:: Your assignment ::
Within the listing, each line that has the string "enters" should be copied.

:: Supplied data ::
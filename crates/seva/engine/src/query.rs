//! The query/resubmission controller.
//!
//! A query is a nested pause-and-clarify loop inside one workflow state:
//! the officer asks, the citizen answers, and the application re-enters
//! the **originating** state — never the first state — so the same desk
//! resumes its review. The cycle budget is bounded by the definition's
//! query policy, and only the explicitly unlocked fields become
//! citizen-editable while the query is pending.

use crate::engine::WorkflowEngine;
use chrono::{DateTime, Utc};
use seva_audit::{AuditActor, AuditKind, DraftEvent};
use seva_types::{
    Application, Arn, EngineError, EngineResult, QueryCycle, QueryId, QueryStatus, TaskId,
};

impl WorkflowEngine {
    /// Raise a query against the application's active task.
    ///
    /// Requires `query_count < max_cycles`; a budget overrun is a typed
    /// rejection, not a silent no-op. Pauses the SLA clock (per policy),
    /// records the originating state, and routes the application to the
    /// citizen query state.
    pub async fn raise_query(
        &self,
        arn: &Arn,
        task_id: &TaskId,
        message: impl Into<String>,
        unlocked_fields: Vec<String>,
        unlocked_doc_types: Vec<String>,
    ) -> EngineResult<QueryCycle> {
        let lock = self.lock_for(arn);
        let _guard = lock.lock().await;

        let app = self.store.get(arn)?;
        let workflow = self.registry.get(&app.service_key, app.workflow_version)?;
        let policy = &workflow.definition.query_policy;

        if app.query_count >= policy.max_cycles {
            return Err(EngineError::QueryBudgetExhausted { arn: arn.clone() });
        }

        let task = self.tasks.get(task_id)?;
        if task.arn != *arn || !task.is_open() {
            return Err(EngineError::Validation(format!(
                "task '{}' is not the open task for application '{}'",
                task_id, arn
            )));
        }

        let now = Utc::now();
        let calendar = self.calendars.for_authority(&app.authority_id);
        let response_due_at = calendar.add_working_days(now, policy.response_due_days);

        let expected_version = app.row_version;
        let mut updated = app.clone();
        let originating_state = updated.state.clone();

        if policy.pause_sla {
            self.sla_clock_for(&updated.authority_id).pause(&mut updated, now);
        }
        updated.state = policy.query_state.clone();
        updated.query_count += 1;
        updated.row_version += 1;
        updated.updated_at = now;

        let query = QueryCycle {
            id: QueryId::generate(),
            arn: arn.clone(),
            raised_at: now,
            raised_by_role: task.role_required.clone(),
            originating_state: originating_state.clone(),
            message: message.into(),
            unlocked_fields,
            unlocked_doc_types,
            response_due_at,
            responded_at: None,
            resubmission_count: 0,
            status: QueryStatus::Pending,
        };

        self.store.update(updated, expected_version)?;
        // The officer's task closes while the citizen responds; the
        // return trip opens a fresh task at the originating state.
        self.tasks.complete_active(arn, None, Some(query.message.clone()));
        self.queries.insert(query.id.clone(), query.clone());

        self.audit.append(DraftEvent::new(
            arn.clone(),
            AuditKind::QueryRaised,
            AuditActor::officer(task.assignee.map(|o| o.to_string()).unwrap_or_default()),
            serde_json::json!({
                "queryId": query.id.to_string(),
                "originatingState": originating_state.to_string(),
                "unlockedFields": query.unlocked_fields,
                "cycle": app.query_count + 1,
            }),
        ));

        tracing::info!(
            %arn,
            query_id = %query.id,
            originating_state = %originating_state,
            cycle = app.query_count + 1,
            "query raised"
        );
        Ok(query)
    }

    /// Accept the citizen's response to a pending query.
    ///
    /// Only unlocked fields may change, every unlocked field must be
    /// addressed, and the application re-enters the state that raised the
    /// query with its SLA clock resumed from the frozen remainder.
    pub async fn respond_to_query(
        &self,
        arn: &Arn,
        query_id: &QueryId,
        updated_data: serde_json::Value,
    ) -> EngineResult<Application> {
        let lock = self.lock_for(arn);
        let _guard = lock.lock().await;

        let app = self.store.get(arn)?;
        let mut query = self
            .queries
            .get(query_id)
            .map(|q| q.clone())
            .ok_or_else(|| EngineError::QueryNotFound(query_id.clone()))?;

        if query.arn != *arn {
            return Err(EngineError::QueryNotFound(query_id.clone()));
        }
        if !query.is_pending() {
            return Err(EngineError::Validation(format!(
                "query '{}' is not pending",
                query_id
            )));
        }

        let fields = match &updated_data {
            serde_json::Value::Object(map) => map,
            _ => {
                return Err(EngineError::Validation(
                    "query response must be an object of field updates".into(),
                ))
            }
        };

        // Locked fields stay locked even while the state is query-pending.
        for key in fields.keys() {
            if !query.field_unlocked(key) {
                return Err(EngineError::Validation(format!(
                    "field '{}' is locked for this query",
                    key
                )));
            }
        }
        // Every unlocked item must be addressed before acceptance.
        for key in &query.unlocked_fields {
            if !fields.contains_key(key) {
                return Err(EngineError::Validation(format!(
                    "unlocked field '{}' was not addressed",
                    key
                )));
            }
        }

        let workflow = self.registry.get(&app.service_key, app.workflow_version)?;
        let origin = workflow
            .definition
            .get_state(&query.originating_state)
            .ok_or_else(|| {
                EngineError::Validation(format!(
                    "originating state '{}' missing from definition",
                    query.originating_state
                ))
            })?
            .clone();

        let now = Utc::now();
        let expected_version = app.row_version;
        let mut updated = app.clone();

        for (key, value) in fields {
            updated.data[key] = value.clone();
        }
        // Return to the originating state by direct assignment; the graph
        // is a digraph with revisitable nodes, not a call stack.
        updated.state = query.originating_state.clone();
        updated.row_version += 1;
        updated.updated_at = now;
        self.sla_clock_for(&updated.authority_id).resume(&mut updated, now);

        self.store.update(updated.clone(), expected_version)?;

        query.status = QueryStatus::Responded;
        query.responded_at = Some(now);
        query.resubmission_count += 1;
        self.queries.insert(query.id.clone(), query.clone());

        if origin.actor == seva_types::ActorKind::Officer && !origin.terminal {
            self.open_task_for(&updated, &origin)?;
        }

        self.audit.append(DraftEvent::new(
            arn.clone(),
            AuditKind::QueryResponded,
            AuditActor::Citizen,
            serde_json::json!({
                "queryId": query.id.to_string(),
                "returnedToState": query.originating_state.to_string(),
            }),
        ));

        tracing::info!(
            %arn,
            query_id = %query.id,
            returned_to = %query.originating_state,
            "query responded, review resumed"
        );
        Ok(updated)
    }

    /// Mark pending queries whose response window elapsed. Called by the
    /// periodic sweep; expiry never holds a connection open.
    pub fn sweep_expired_queries(&self, now: DateTime<Utc>) -> Vec<QueryCycle> {
        let mut expired = Vec::new();

        for mut entry in self.queries.iter_mut() {
            let query = entry.value_mut();
            if query.status == QueryStatus::Pending && now > query.response_due_at {
                query.status = QueryStatus::Expired;
                expired.push(query.clone());

                self.audit.append(DraftEvent::new(
                    query.arn.clone(),
                    AuditKind::QueryExpired,
                    AuditActor::system("sweep"),
                    serde_json::json!({
                        "queryId": query.id.to_string(),
                        "responseDueAt": query.response_due_at.to_rfc3339(),
                    }),
                ));
                tracing::warn!(arn = %query.arn, query_id = %query.id, "query response window expired");
            }
        }

        expired
    }
}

:: Output of the task ::
//! the officer asks, the citizen answers, and the application re-enters
    /// addressed, and the application re-enters the state that raised the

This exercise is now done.